EXERCISE DESCRIPTION: Could you copy each line of the entries that contains "malformed"?

SOURCE DATA:

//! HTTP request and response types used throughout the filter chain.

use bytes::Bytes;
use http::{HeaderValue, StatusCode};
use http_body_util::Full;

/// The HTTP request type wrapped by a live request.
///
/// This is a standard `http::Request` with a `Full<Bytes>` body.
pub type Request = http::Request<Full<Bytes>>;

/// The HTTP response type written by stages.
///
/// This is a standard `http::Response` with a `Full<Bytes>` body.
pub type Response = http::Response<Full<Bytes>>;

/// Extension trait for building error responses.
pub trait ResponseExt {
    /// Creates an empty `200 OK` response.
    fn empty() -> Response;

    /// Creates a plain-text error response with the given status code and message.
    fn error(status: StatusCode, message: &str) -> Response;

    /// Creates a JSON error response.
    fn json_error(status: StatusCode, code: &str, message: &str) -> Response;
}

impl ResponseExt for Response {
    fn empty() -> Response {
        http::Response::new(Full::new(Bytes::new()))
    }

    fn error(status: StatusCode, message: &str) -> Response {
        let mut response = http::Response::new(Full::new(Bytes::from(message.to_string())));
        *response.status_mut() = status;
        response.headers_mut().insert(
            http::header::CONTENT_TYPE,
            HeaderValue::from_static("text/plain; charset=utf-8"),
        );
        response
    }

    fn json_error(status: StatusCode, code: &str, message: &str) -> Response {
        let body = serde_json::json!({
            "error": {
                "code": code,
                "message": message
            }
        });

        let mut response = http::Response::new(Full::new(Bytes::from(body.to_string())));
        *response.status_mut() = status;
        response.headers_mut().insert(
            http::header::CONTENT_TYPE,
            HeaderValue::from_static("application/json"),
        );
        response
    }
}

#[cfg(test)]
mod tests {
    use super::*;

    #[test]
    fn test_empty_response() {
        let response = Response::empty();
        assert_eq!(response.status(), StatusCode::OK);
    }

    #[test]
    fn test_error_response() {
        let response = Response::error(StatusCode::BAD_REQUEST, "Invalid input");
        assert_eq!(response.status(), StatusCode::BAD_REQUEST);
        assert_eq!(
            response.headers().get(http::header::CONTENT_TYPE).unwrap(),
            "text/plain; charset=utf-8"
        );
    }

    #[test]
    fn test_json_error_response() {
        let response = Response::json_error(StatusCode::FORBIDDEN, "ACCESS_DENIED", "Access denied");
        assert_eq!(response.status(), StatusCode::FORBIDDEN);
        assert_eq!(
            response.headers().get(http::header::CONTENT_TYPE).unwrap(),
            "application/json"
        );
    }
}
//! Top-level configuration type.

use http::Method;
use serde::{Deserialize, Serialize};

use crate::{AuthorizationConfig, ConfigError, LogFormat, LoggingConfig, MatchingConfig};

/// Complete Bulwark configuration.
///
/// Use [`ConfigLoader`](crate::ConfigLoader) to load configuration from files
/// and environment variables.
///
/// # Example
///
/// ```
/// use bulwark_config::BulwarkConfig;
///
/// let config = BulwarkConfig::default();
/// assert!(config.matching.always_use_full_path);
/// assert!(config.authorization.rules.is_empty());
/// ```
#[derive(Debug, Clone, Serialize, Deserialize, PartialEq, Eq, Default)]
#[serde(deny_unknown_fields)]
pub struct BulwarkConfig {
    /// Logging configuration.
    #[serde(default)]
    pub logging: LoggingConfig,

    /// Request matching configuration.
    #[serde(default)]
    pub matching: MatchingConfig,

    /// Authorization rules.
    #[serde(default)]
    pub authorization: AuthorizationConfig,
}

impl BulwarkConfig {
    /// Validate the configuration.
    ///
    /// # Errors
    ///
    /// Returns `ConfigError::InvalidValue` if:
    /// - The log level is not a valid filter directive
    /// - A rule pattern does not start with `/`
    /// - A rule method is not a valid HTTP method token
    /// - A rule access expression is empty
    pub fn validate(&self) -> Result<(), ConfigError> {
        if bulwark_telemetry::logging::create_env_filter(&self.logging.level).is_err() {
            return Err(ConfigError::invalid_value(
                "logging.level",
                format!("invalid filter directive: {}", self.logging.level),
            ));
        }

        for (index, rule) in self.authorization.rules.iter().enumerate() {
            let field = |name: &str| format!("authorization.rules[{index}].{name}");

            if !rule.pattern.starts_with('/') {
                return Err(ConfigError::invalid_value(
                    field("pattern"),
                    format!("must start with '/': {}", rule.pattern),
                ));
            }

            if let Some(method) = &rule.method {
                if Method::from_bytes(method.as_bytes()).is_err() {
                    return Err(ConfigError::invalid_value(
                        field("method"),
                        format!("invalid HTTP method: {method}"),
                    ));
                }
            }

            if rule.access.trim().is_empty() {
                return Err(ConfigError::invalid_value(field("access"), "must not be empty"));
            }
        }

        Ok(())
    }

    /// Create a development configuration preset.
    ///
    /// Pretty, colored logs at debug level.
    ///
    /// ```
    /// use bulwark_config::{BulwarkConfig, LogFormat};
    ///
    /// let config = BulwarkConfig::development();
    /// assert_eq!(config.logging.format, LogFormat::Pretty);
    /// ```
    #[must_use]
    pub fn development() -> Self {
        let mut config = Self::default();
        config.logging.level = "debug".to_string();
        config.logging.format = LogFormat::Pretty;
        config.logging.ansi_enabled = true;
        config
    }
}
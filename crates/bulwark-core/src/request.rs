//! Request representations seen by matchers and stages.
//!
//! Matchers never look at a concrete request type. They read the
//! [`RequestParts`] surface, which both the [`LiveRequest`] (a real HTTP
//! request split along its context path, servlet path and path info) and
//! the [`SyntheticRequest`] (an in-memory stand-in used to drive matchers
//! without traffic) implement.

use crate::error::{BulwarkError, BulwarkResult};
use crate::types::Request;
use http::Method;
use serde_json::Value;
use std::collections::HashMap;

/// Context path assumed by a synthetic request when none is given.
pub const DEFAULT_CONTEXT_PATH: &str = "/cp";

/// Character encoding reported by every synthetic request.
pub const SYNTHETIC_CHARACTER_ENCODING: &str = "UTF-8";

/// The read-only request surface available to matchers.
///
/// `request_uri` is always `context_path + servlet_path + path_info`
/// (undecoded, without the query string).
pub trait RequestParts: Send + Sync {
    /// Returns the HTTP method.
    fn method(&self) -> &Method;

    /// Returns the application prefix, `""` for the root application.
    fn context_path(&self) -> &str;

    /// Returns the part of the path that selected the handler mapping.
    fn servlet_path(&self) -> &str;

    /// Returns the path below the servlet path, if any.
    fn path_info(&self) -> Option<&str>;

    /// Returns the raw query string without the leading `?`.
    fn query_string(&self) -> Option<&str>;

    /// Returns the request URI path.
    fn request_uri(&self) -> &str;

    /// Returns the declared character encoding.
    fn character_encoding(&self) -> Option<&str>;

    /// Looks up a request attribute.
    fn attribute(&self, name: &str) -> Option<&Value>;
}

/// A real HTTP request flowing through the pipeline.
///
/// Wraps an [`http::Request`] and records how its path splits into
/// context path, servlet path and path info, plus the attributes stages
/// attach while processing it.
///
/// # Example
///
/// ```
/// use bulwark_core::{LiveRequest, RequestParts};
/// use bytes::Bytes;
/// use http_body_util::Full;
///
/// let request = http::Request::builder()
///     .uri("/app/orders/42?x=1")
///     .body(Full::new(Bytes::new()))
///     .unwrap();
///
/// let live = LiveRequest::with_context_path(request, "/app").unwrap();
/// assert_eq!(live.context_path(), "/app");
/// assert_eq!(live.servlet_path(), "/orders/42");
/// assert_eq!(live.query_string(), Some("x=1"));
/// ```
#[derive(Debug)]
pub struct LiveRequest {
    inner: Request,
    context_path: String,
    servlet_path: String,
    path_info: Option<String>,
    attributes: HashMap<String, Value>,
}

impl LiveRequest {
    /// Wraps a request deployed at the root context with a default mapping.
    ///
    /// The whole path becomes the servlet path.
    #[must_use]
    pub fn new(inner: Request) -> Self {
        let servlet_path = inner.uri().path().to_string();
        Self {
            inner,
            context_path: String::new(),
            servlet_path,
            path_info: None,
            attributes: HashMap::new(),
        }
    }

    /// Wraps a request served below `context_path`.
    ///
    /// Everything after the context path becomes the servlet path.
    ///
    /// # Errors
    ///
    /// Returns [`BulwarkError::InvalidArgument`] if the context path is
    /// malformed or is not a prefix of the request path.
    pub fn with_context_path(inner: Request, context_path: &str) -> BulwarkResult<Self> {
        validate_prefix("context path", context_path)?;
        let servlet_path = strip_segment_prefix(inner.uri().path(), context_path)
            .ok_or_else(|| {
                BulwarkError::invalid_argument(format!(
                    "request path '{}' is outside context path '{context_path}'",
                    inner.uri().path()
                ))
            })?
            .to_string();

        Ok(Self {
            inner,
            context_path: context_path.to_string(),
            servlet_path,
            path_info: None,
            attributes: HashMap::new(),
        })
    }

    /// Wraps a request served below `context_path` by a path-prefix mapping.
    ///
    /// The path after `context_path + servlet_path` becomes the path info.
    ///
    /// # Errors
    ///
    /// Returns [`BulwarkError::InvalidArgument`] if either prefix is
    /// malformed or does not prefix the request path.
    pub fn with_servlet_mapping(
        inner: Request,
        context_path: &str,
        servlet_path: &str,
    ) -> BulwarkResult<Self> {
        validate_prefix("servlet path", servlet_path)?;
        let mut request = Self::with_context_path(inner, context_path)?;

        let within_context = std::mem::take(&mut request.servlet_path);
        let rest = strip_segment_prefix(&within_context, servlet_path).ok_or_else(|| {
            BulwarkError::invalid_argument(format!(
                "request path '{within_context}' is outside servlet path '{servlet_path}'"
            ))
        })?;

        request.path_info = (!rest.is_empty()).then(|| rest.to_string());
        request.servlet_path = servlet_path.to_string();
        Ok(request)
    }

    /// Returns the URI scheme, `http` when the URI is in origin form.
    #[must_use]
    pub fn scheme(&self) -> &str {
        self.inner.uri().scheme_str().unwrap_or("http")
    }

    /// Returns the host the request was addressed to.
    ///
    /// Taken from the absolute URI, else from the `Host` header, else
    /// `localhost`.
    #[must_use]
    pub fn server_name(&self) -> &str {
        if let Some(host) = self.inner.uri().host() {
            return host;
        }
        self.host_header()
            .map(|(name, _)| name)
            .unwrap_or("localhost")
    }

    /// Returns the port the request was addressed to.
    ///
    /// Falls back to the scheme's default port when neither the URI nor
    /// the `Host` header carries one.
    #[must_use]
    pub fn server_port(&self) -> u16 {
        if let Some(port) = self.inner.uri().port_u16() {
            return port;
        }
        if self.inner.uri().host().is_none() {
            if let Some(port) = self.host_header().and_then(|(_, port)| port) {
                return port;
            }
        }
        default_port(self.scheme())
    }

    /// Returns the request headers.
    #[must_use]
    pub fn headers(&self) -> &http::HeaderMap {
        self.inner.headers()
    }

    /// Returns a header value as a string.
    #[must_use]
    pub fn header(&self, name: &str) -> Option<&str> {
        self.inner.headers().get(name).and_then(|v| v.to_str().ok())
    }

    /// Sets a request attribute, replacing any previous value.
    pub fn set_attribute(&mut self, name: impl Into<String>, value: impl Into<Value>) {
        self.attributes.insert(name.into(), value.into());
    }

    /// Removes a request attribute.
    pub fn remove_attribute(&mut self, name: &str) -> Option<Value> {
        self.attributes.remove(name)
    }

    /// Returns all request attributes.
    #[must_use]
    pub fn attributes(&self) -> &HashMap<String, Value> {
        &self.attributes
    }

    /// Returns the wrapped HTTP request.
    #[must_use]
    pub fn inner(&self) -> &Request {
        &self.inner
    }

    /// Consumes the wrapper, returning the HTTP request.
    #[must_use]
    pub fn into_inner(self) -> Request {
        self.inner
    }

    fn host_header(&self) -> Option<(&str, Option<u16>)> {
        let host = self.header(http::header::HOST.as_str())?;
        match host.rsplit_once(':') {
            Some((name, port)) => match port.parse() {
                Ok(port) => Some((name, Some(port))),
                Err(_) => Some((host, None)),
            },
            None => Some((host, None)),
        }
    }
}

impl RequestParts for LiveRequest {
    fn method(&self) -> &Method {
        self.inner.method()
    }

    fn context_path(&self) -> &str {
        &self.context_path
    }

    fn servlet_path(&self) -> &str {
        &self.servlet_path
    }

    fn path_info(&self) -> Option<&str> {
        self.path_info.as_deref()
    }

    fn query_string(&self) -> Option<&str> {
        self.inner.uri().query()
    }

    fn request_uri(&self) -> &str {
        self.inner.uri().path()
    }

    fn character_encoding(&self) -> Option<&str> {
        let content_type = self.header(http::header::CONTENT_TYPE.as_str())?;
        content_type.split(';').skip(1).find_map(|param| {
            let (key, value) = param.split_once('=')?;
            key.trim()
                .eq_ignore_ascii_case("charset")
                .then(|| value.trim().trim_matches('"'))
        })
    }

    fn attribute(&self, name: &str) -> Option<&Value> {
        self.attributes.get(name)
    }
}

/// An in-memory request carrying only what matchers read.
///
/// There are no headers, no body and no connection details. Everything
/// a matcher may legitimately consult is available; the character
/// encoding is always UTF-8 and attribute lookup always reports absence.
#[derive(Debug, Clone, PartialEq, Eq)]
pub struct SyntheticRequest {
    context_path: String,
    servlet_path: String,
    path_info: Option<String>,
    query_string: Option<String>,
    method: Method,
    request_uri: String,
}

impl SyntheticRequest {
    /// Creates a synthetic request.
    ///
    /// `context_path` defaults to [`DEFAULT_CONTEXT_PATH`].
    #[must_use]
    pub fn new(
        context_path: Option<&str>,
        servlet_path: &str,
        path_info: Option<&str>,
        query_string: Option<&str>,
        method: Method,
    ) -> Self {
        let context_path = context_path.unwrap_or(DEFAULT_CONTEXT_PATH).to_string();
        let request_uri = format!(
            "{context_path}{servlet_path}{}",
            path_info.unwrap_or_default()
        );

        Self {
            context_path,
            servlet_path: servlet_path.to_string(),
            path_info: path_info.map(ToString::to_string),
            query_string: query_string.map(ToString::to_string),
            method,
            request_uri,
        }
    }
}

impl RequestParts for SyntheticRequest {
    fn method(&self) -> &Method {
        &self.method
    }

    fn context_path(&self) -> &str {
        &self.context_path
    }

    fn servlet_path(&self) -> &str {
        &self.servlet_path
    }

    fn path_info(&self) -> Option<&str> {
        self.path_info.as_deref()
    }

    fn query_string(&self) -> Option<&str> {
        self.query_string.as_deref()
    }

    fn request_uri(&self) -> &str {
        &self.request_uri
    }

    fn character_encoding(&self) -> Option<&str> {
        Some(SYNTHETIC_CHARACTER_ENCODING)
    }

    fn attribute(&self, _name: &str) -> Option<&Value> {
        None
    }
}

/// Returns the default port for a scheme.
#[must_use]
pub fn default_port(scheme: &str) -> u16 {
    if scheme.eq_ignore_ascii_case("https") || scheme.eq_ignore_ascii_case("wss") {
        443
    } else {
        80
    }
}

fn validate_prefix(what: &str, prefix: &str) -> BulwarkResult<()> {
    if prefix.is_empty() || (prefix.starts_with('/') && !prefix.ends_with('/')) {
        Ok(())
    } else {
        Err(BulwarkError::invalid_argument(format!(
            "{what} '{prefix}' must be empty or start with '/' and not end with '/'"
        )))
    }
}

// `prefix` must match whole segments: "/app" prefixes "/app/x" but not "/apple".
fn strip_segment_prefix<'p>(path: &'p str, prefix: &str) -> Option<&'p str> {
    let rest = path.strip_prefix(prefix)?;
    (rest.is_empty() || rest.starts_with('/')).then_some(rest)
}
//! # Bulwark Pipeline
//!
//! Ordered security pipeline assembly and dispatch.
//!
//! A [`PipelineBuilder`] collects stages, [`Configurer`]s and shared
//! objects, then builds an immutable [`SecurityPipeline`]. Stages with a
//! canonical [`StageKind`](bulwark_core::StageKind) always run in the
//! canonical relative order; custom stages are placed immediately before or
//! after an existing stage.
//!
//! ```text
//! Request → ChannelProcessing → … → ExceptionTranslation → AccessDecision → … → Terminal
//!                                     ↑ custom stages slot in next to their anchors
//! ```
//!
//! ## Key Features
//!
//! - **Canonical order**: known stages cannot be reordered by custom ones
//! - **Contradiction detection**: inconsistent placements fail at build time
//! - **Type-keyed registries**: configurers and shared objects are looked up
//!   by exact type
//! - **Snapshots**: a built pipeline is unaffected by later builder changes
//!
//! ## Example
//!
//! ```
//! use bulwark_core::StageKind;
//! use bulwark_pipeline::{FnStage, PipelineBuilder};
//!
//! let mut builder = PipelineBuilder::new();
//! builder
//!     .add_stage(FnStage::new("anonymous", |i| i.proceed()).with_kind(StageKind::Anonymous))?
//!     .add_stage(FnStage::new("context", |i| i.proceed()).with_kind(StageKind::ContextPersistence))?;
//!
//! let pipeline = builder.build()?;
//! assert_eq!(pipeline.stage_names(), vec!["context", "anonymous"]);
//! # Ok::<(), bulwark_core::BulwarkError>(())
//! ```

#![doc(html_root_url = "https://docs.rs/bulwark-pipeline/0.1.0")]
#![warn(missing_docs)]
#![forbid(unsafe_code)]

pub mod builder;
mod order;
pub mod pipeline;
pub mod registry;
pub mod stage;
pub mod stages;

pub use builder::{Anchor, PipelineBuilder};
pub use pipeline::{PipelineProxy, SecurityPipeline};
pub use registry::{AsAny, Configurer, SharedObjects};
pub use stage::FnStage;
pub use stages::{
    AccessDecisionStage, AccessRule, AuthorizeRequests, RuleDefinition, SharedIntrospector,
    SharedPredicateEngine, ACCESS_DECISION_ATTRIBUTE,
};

==

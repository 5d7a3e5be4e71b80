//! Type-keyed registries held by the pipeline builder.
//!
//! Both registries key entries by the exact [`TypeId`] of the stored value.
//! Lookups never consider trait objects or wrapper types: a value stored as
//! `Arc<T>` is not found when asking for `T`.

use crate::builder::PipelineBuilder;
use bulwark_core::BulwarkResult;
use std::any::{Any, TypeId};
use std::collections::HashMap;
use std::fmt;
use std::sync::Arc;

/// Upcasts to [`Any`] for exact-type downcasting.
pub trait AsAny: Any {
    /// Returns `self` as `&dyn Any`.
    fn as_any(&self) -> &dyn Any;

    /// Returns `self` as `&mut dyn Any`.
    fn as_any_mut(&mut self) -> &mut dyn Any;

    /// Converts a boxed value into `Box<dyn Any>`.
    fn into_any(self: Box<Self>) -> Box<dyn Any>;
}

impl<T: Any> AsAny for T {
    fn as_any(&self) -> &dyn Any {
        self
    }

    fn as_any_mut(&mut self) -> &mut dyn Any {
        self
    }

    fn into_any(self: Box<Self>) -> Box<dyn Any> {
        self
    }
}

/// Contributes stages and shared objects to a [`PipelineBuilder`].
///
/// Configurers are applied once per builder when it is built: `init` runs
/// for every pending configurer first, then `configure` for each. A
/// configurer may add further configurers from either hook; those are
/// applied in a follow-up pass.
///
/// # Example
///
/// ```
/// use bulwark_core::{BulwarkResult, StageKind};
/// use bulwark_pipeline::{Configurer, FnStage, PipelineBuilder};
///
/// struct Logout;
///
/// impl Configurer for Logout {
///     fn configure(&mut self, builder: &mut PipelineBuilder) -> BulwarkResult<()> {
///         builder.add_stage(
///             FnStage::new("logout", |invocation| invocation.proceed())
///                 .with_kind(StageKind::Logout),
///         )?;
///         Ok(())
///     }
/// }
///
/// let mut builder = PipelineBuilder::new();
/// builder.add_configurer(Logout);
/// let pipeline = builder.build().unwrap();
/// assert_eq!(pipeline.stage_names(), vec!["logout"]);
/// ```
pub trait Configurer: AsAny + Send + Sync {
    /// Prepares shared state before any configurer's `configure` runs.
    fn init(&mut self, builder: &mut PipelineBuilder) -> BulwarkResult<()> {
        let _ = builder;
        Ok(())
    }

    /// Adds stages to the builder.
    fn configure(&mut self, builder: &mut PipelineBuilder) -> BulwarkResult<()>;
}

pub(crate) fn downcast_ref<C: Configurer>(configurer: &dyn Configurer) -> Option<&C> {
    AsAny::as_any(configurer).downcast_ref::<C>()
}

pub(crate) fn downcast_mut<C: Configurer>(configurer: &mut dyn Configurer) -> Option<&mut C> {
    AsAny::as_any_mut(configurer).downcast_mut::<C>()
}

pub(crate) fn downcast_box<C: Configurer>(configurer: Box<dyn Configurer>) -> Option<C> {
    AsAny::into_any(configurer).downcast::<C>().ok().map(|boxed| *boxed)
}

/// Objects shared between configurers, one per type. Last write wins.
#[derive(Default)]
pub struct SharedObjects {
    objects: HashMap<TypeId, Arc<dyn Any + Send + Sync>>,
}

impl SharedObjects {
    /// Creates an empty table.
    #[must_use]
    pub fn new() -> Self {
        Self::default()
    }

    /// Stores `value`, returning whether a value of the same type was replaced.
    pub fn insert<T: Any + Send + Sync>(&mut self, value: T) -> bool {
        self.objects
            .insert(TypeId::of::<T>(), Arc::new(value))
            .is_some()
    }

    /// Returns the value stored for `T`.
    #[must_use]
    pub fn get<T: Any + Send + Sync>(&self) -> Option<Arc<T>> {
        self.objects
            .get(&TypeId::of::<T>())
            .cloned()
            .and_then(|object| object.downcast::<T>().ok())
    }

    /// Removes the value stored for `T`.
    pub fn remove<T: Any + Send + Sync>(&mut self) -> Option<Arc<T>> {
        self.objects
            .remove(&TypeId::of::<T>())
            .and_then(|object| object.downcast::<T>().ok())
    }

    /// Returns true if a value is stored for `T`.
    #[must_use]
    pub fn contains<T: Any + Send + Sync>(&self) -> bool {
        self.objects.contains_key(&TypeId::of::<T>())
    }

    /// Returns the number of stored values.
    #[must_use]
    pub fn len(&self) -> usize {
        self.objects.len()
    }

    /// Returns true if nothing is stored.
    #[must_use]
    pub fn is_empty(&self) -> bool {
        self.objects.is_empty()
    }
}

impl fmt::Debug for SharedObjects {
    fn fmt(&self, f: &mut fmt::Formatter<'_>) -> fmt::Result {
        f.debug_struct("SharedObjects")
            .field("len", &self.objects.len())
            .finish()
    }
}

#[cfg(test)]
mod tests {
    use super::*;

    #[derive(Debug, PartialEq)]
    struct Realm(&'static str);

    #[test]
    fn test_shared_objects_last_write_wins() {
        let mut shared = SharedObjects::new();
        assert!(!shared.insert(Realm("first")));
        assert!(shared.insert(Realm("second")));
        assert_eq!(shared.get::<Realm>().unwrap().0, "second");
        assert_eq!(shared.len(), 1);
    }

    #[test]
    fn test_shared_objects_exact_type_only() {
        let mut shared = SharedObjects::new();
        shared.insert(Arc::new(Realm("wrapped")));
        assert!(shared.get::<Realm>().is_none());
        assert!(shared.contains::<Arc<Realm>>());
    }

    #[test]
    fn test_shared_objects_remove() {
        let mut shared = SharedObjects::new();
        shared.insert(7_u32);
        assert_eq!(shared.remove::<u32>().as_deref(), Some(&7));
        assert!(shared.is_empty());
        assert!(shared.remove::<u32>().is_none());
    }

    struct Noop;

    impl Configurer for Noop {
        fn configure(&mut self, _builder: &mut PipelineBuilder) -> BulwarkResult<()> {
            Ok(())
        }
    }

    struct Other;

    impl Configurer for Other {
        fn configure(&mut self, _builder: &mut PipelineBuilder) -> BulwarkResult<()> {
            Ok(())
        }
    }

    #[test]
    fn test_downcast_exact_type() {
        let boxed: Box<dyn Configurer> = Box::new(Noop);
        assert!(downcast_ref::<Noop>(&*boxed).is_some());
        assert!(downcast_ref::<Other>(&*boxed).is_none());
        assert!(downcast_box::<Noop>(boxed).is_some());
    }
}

FINAL ANSWER:
    /// malformed or is not a prefix of the request path.
    /// malformed or does not prefix the request path.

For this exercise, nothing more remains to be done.